**EXERCISE REQUIREMENTS**
Across the listing below, count the lines with "format" in them. Write nothing but the number.
(Beginning of DATA)
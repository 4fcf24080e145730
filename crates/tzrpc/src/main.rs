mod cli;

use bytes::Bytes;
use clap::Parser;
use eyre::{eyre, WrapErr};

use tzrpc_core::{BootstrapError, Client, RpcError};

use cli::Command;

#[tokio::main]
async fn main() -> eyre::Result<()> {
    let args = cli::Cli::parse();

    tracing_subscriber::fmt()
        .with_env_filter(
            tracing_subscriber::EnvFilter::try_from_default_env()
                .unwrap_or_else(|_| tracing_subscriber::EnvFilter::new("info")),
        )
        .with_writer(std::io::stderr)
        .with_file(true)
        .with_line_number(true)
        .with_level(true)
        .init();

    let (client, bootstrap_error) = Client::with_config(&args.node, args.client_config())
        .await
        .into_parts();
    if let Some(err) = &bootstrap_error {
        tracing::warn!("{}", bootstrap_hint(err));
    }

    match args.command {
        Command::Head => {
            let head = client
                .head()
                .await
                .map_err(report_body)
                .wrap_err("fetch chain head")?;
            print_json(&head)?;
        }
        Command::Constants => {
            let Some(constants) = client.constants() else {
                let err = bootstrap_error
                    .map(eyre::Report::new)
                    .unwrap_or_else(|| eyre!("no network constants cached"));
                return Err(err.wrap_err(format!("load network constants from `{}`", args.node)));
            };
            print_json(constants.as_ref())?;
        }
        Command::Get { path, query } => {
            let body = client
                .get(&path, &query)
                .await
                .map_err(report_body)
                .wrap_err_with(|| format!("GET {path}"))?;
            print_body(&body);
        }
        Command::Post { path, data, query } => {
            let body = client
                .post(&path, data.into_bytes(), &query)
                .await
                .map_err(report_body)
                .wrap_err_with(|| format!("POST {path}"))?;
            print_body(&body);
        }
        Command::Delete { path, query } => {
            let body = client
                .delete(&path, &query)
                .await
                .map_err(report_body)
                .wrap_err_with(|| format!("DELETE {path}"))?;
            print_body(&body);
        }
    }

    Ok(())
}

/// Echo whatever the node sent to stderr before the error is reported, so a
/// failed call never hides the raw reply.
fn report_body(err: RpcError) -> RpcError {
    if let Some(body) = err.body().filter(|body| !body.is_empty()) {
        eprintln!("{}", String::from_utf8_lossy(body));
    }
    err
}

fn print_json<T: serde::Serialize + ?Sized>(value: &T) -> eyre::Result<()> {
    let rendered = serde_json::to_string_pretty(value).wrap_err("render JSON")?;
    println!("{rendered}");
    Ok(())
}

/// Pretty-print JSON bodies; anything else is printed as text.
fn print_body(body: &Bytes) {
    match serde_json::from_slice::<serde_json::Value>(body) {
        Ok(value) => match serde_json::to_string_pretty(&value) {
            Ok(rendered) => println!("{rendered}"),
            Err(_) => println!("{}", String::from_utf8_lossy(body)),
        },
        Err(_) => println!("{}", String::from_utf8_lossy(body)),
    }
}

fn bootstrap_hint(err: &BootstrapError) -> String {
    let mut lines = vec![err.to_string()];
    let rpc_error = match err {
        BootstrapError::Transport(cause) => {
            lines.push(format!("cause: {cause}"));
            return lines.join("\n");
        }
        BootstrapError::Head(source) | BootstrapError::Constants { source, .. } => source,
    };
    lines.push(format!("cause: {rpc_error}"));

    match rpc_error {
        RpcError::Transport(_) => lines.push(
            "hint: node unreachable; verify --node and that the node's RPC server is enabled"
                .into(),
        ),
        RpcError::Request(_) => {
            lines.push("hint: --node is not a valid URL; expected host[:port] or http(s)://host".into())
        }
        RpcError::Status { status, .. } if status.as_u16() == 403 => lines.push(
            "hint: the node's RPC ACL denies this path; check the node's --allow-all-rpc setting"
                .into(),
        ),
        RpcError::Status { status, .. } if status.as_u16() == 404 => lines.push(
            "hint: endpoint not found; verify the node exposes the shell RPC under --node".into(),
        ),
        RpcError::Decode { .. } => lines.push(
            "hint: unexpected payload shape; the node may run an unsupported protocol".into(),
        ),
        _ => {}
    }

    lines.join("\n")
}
(End of DATA)
**ANSWER BOX**
6